Limit service principal permissions

It may be necessary to limit the scope of the AzAcSnap service principal. Review the Azure RBAC documentation for more details on fine-grained access management of Azure resources.

The following is an example role definition with the minimum required actions needed for AzAcSnap to function.

az role definition create --role-definition '{ \
  "Name": "Azure Application Consistent Snapshot tool", \
  "IsCustom": "true", \
  "Description": "Perform snapshots on ANF volumes.", \
  "Actions": [ \
    "Microsoft.NetApp/*/read", \
    "Microsoft.NetApp/netAppAccounts/capacityPools/volumes/snapshots/write", \
    "Microsoft.NetApp/netAppAccounts/capacityPools/volumes/snapshots/delete" \
  ], \
  "NotActions": [], \
  "DataActions": [], \
  "NotDataActions": [], \
  "AssignableScopes": ["/subscriptions/<insert your subscription id>"] \
}'

For restore options to work successfully, the AzAcSnap service principal also needs to be able to create volumes.

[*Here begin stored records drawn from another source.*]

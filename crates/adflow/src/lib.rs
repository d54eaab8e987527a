//! adflow - lazy tensor tape with a dataflow scheduler and reverse-mode AD
//!
//! Operations on [`Variable`]s are recorded on a [`Tape`] without running.
//! Closing a region hands it to the scheduler, which runs every node as soon
//! as its operands are published and returns buffers to their pool when the
//! last consumer is done. Differentiation is a transform over function
//! graphs: `J(f)` returns outputs together with a backpropagator, and the
//! backward pass is itself recorded lazily and scheduled like any region.
//!
//! # Architecture
//!
//! ```text
//! Level 1: Recording (graph module)
//!     → Tape, Variable, Node, Graph (functions and closures), Region
//!
//! Level 2: Scheduling (exec module)
//!     → lowering to slots/tasks, Execution, CancelToken
//!
//! Level 3: Dispatch and kernels (dispatch, backend, storage modules)
//!     → plan cache, CpuBackend, MemoryPool
//!
//! Level 4: Differentiation (autodiff module)
//!     → gradient rules, Backpropagator, Value, J / Jinv
//! ```
//!
//! # Example
//!
//! ```
//! use adflow::{DType, Runtime, RuntimeConfig, Tensor};
//!
//! let rt = Runtime::new(RuntimeConfig::default().with_num_threads(2)).unwrap();
//! let mut tape = rt.tape();
//!
//! let x = tape.leaf(Tensor::full(&[3], DType::F64, 2.0), true);
//! let y = tape.mul(&x, &x).unwrap();
//!
//! // Nothing has run yet.
//! assert!(!y.has_value());
//!
//! let grads = rt.grad(&mut tape, &y, &[x], None).unwrap();
//! assert_eq!(grads.values()[0].to_f64_vec(), vec![4.0, 4.0, 4.0]);
//! ```

pub mod autodiff;
pub mod backend;
pub mod config;
pub mod dispatch;
pub mod dtype;
pub mod error;
pub mod events;
pub mod exec;
pub mod graph;
pub mod ops;
pub mod random;
pub mod runtime;
pub mod scalar;
pub mod shape;
pub mod storage;
pub mod strides;
pub mod tensor;

pub use autodiff::{Backpropagator, BackpropFn, Function, GradStats, Value, j, jinv};
pub use backend::{Backend, CpuBackend};
pub use config::RuntimeConfig;
pub use dispatch::{BackendId, BackendPlan, Dispatch};
pub use dtype::DType;
pub use error::AdError;
pub use events::{Event, EventLog};
pub use exec::{CancelToken, ExecOptions, ExecStats, Execution, NodeState, RequestId};
pub use graph::{Graph, Node, NodeId, Region, Tape, VarType, Variable};
pub use ops::Op;
pub use runtime::{Gradients, Runtime};
pub use scalar::Scalar;
pub use storage::{MemoryPool, PoolStats};
pub use tensor::Tensor;
//! Recorded nodes.

use std::fmt;
use std::sync::atomic::{AtomicU64, Ordering};

use smallvec::SmallVec;

use super::variable::Variable;
use crate::dispatch::BackendId;
use crate::error::AdError;
use crate::ops::{Op, SaveFlags};
use crate::shape::{self, Meta};

/// Unique identifier for a recorded node.
#[derive(Debug, Clone, Copy, PartialEq, Eq, Hash, PartialOrd, Ord)]
pub struct NodeId(u64);

impl NodeId {
    pub(crate) fn fresh() -> Self {
        static NEXT: AtomicU64 = AtomicU64::new(0);
        Self(NEXT.fetch_add(1, Ordering::Relaxed))
    }

    /// Get the internal index.
    pub fn index(&self) -> u64 {
        self.0
    }
}

impl fmt::Display for NodeId {
    fn fmt(&self, f: &mut fmt::Formatter<'_>) -> fmt::Result {
        write!(f, "n{}", self.0)
    }
}

/// One recorded operation. Immutable once recorded.
#[derive(Debug)]
pub struct Node {
    id: NodeId,
    op: Op,
    inputs: SmallVec<[Variable; 2]>,
    outputs: SmallVec<[Variable; 1]>,
    flags: SaveFlags,
    backend: BackendId,
}

impl Node {
    pub(crate) fn new(
        id: NodeId,
        op: Op,
        inputs: SmallVec<[Variable; 2]>,
        outputs: SmallVec<[Variable; 1]>,
        flags: SaveFlags,
        backend: BackendId,
    ) -> Self {
        Self {
            id,
            op,
            inputs,
            outputs,
            flags,
            backend,
        }
    }

    /// Build a replacement node for a rewritten region.
    ///
    /// The outputs are kept as given so that consumers outside the region
    /// still see them; their shapes and dtypes must match what `op` produces
    /// from `inputs`. Retention flags are recomputed.
    pub fn rewrite(op: Op, inputs: Vec<Variable>, output: Variable) -> Result<Node, AdError> {
        let metas: Vec<Meta<'_>> = inputs.iter().map(|v| (v.shape(), v.dtype())).collect();
        let (shape, dtype) = shape::infer(&op, &metas)?;
        if shape != output.shape() || dtype != output.dtype() {
            return Err(AdError::shape(
                op.name(),
                format!(
                    "rewritten node yields {:?} {} but its output is {:?} {}",
                    shape,
                    dtype,
                    output.shape(),
                    output.dtype()
                ),
            ));
        }
        let requires: Vec<bool> = inputs.iter().map(|v| v.requires_grad()).collect();
        let flags = op.saves(&requires);
        let backend = output.backend();
        Ok(Node {
            id: NodeId::fresh(),
            op,
            inputs: inputs.into(),
            outputs: SmallVec::from_elem(output, 1),
            flags,
            backend,
        })
    }

    pub fn id(&self) -> NodeId {
        self.id
    }

    pub fn op(&self) -> &Op {
        &self.op
    }

    pub fn inputs(&self) -> &[Variable] {
        &self.inputs
    }

    pub fn outputs(&self) -> &[Variable] {
        &self.outputs
    }

    /// Backend that executes the node.
    pub fn backend(&self) -> BackendId {
        self.backend
    }

    pub fn flags(&self) -> &SaveFlags {
        &self.flags
    }

    /// `needs_input_for_backward` of input `i`.
    pub fn needs_input_for_backward(&self, i: usize) -> bool {
        self.flags.inputs.get(i).copied().unwrap_or(false)
    }

    /// `needs_output_for_backward` of output `i`.
    pub fn needs_output_for_backward(&self, i: usize) -> bool {
        self.flags.outputs.get(i).copied().unwrap_or(false)
    }
}
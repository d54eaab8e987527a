//! Property tests over randomly shaped inputs.

use std::sync::LazyLock;

use adflow::{Runtime, RuntimeConfig, Tensor};
use approx::relative_eq;
use proptest::prelude::*;

static RUNTIME: LazyLock<Runtime> =
    LazyLock::new(|| Runtime::new(RuntimeConfig::default().with_num_threads(2)).unwrap());

fn dot(a: &[f64], b: &[f64]) -> f64 {
    a.iter().zip(b).map(|(x, y)| x * y).sum()
}

/// `(x shape, target shape, x data, y data)` where `x` broadcasts to the
/// target either along a new leading axis or along a size-1 axis.
fn broadcast_case() -> impl Strategy<Value = (Vec<usize>, Vec<usize>, Vec<f64>, Vec<f64>)> {
    (1usize..5, 1usize..5, any::<bool>()).prop_flat_map(|(m, n, leading)| {
        let (from, to) = if leading {
            (vec![n], vec![m, n])
        } else {
            (vec![m, 1], vec![m, n])
        };
        let x_len = from.iter().product::<usize>();
        let y_len = m * n;
        (
            Just(from),
            Just(to),
            prop::collection::vec(-10.0f64..10.0, x_len),
            prop::collection::vec(-10.0f64..10.0, y_len),
        )
    })
}

proptest! {
    #![proptest_config(ProptestConfig::with_cases(48))]

    #[test]
    fn prop_sum_to_is_adjoint_of_broadcast((from, to, x, y) in broadcast_case()) {
        let rt = &*RUNTIME;
        let mut tape = rt.tape();
        let xv = tape.leaf(Tensor::from_vec(x.clone(), &from).unwrap(), false);
        let yv = tape.leaf(Tensor::from_vec(y.clone(), &to).unwrap(), false);
        let bx = tape.broadcast(&xv, &to).unwrap();
        let sy = tape.sum_to(&yv, &from).unwrap();
        let values = rt.evaluate(&mut tape, &[bx, sy]).unwrap();

        let lhs = dot(&values[0].to_f64_vec(), &y);
        let rhs = dot(&x, &values[1].to_f64_vec());
        prop_assert!(relative_eq!(lhs, rhs, epsilon = 1e-9, max_relative = 1e-12));
    }

    #[test]
    fn prop_add_passes_sensitivity_through(
        x in prop::collection::vec(-5.0f64..5.0, 1..16),
        seed in -3.0f64..3.0,
    ) {
        let rt = &*RUNTIME;
        let n = x.len();
        let mut tape = rt.tape();
        let a = tape.leaf(Tensor::from_vec(x.clone(), &[n]).unwrap(), true);
        let b = tape.leaf(Tensor::from_vec(x.iter().map(|v| v * 2.0).collect::<Vec<_>>(), &[n]).unwrap(), true);
        let c = tape.add(&a, &b).unwrap();
        let sens = Tensor::from_vec(vec![seed; n], &[n]).unwrap();

        let grads = rt.grad(&mut tape, &c, &[a, b], Some(sens)).unwrap();
        prop_assert_eq!(grads.get(0).unwrap().to_f64_vec(), vec![seed; n]);
        prop_assert_eq!(grads.get(1).unwrap().to_f64_vec(), vec![seed; n]);
    }

    #[test]
    fn prop_scale_gradient_is_alpha(
        x in prop::collection::vec(-5.0f64..5.0, 1..16),
        alpha in -4.0f64..4.0,
    ) {
        let rt = &*RUNTIME;
        let n = x.len();
        let mut tape = rt.tape();
        let a = tape.leaf(Tensor::from_vec(x, &[n]).unwrap(), true);
        let s = tape.scale(&a, alpha).unwrap();
        let loss = tape.sum(&s).unwrap();

        let grads = rt.grad(&mut tape, &loss, &[a], None).unwrap();
        prop_assert_eq!(grads.get(0).unwrap().to_f64_vec(), vec![alpha; n]);
    }
}
//! Stress tests for the memory pool.

use std::collections::HashSet;
use std::sync::{Arc, Barrier};
use std::thread;

use adflow::storage::{BufferId, PooledBuffer};
use adflow::{DType, MemoryPool, Runtime, RuntimeConfig, Tensor};
use parking_lot::Mutex;
use rand::rngs::StdRng;
use rand::{Rng, SeedableRng};

const SHAPES: [&[usize]; 4] = [&[4], &[2, 2], &[16], &[3, 5]];

#[test]
fn test_no_buffer_is_lent_twice() {
    let pool = MemoryPool::new("stress");
    let live: Arc<Mutex<HashSet<BufferId>>> = Arc::new(Mutex::new(HashSet::new()));

    let handles: Vec<_> = (0..8u64)
        .map(|seed| {
            let pool = pool.clone();
            let live = live.clone();
            thread::spawn(move || {
                let mut rng = StdRng::seed_from_u64(seed);
                let mut held: Vec<PooledBuffer> = Vec::new();
                for _ in 0..500 {
                    if held.is_empty() || rng.random_bool(0.6) {
                        let shape = SHAPES[rng.random_range(0..SHAPES.len())];
                        let dtype = if rng.random_bool(0.5) {
                            DType::F32
                        } else {
                            DType::F64
                        };
                        let buf = pool.acquire(shape, dtype).unwrap();
                        assert_eq!(buf.key().shape, shape);
                        assert!(live.lock().insert(buf.id()), "buffer lent twice");
                        held.push(buf);
                    } else {
                        let buf = held.swap_remove(rng.random_range(0..held.len()));
                        assert!(live.lock().remove(&buf.id()));
                        if rng.random_bool(0.5) {
                            pool.release(buf);
                        } else {
                            drop(buf);
                        }
                    }
                }
                for buf in held {
                    assert!(live.lock().remove(&buf.id()));
                    drop(buf);
                }
            })
        })
        .collect();
    for handle in handles {
        handle.join().unwrap();
    }

    let stats = pool.stats();
    assert_eq!(stats.bytes_in_use, 0);
    assert!(stats.reuses > 0);
    assert_eq!(stats.allocations + stats.reuses, stats.releases);
}

#[test]
fn test_bounded_pool_reports_exhaustion() {
    let rt = Runtime::new(
        RuntimeConfig::default()
            .with_num_threads(1)
            .with_pool_limit(64),
    )
    .unwrap();
    let mut tape = rt.tape();
    let x = tape.leaf(Tensor::ones(&[32], DType::F64), false);
    let y = tape.exp(&x).unwrap();
    let err = rt.evaluate(&mut tape, &[y]).unwrap_err();
    assert!(matches!(err, adflow::AdError::PoolExhaustion { .. }));
}

#[test]
fn test_concurrent_acquires_respect_limit() {
    // Room for exactly four [8] f64 buffers.
    let pool = MemoryPool::with_limit("bounded", Some(4 * 8 * 8));
    let threads = 16;
    let barrier = Arc::new(Barrier::new(threads));

    for _ in 0..20 {
        let handles: Vec<_> = (0..threads)
            .map(|_| {
                let pool = pool.clone();
                let barrier = barrier.clone();
                thread::spawn(move || {
                    barrier.wait();
                    let held = pool.acquire(&[8], DType::F64).ok();
                    // Hold until every thread has tried.
                    barrier.wait();
                    let in_use = pool.stats().bytes_in_use;
                    (held.is_some(), in_use)
                })
            })
            .collect();
        let results: Vec<(bool, usize)> = handles.into_iter().map(|h| h.join().unwrap()).collect();
        assert_eq!(results.iter().filter(|(ok, _)| *ok).count(), 4);
        assert!(results.iter().all(|&(_, in_use)| in_use <= 4 * 8 * 8));
    }
}

#[test]
fn test_execution_returns_buffers() {
    let rt = Runtime::new(RuntimeConfig::default().with_num_threads(4)).unwrap();
    let pool = rt.dispatch().backends()[0].pool().clone();
    for _ in 0..3 {
        let mut tape = rt.tape();
        let x = tape.leaf(Tensor::ones(&[64], DType::F64), false);
        let mut acc = tape.exp(&x).unwrap();
        for _ in 0..10 {
            let e = tape.scale(&acc, 0.5).unwrap();
            acc = tape.add(&acc, &e).unwrap();
        }
        let s = tape.sum(&acc).unwrap();
        rt.evaluate(&mut tape, &[s]).unwrap();
    }
    let stats = pool.stats();
    assert_eq!(stats.bytes_in_use, 0);
    assert!(stats.reuses > 0);
}
//! Element type tags.

use std::fmt;

/// Runtime element type of a tensor.
#[derive(Debug, Clone, Copy, PartialEq, Eq, Hash, PartialOrd, Ord)]
pub enum DType {
    F32,
    F64,
}

impl DType {
    /// Size of one element in bytes.
    pub fn size_of(self) -> usize {
        match self {
            DType::F32 => std::mem::size_of::<f32>(),
            DType::F64 => std::mem::size_of::<f64>(),
        }
    }

    /// All dtypes known to the engine.
    pub fn all() -> &'static [DType] {
        &[DType::F32, DType::F64]
    }
}

impl fmt::Display for DType {
    fn fmt(&self, f: &mut fmt::Formatter<'_>) -> fmt::Result {
        match self {
            DType::F32 => write!(f, "f32"),
            DType::F64 => write!(f, "f64"),
        }
    }
}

In this case, the role definition needs an extra "Actions" clause added, therefore the complete service principal should look like the following example.

az role definition create --role-definition '{ \
  "Name": "Azure Application Consistent Snapshot tool", \
  "IsCustom": "true", \
  "Description": "Perform snapshots and restores on ANF volumes.", \
  "Actions": [ \
    "Microsoft.NetApp/*/read", \
    "Microsoft.NetApp/netAppAccounts/capacityPools/volumes/snapshots/write", \
    "Microsoft.NetApp/netAppAccounts/capacityPools/volumes/snapshots/delete", \
    "Microsoft.NetApp/netAppAccounts/capacityPools/volumes/write" \
  ], \
  "NotActions": [], \
  "DataActions": [], \
  "NotDataActions": [], \
  "AssignableScopes": ["/subscriptions/<insert your subscription id>"] \
}'

Take snapshots manually

Before executing any backup commands (azacsnap -c backup), check the configuration by running the test commands and verify they get executed successfully. Correct execution of these tests proved azacsnap can communicate with the installed SAP HANA database and the underlying storage system of the SAP HANA on Azure Large Instance or Azure NetApp Files system.

  • azacsnap -c test --test hana
  • azacsnap -c test --test storage

Then to take a manual database snapshot backup, run the following command:

azacsnap -c backup --volume data --prefix hana_TEST --retention=1

Setup automatic snapshot backup

It's common practice on Unix/Linux systems to use cron to automate running commands on a system. The standard practice for the snapshot tools is to set up the user's crontab.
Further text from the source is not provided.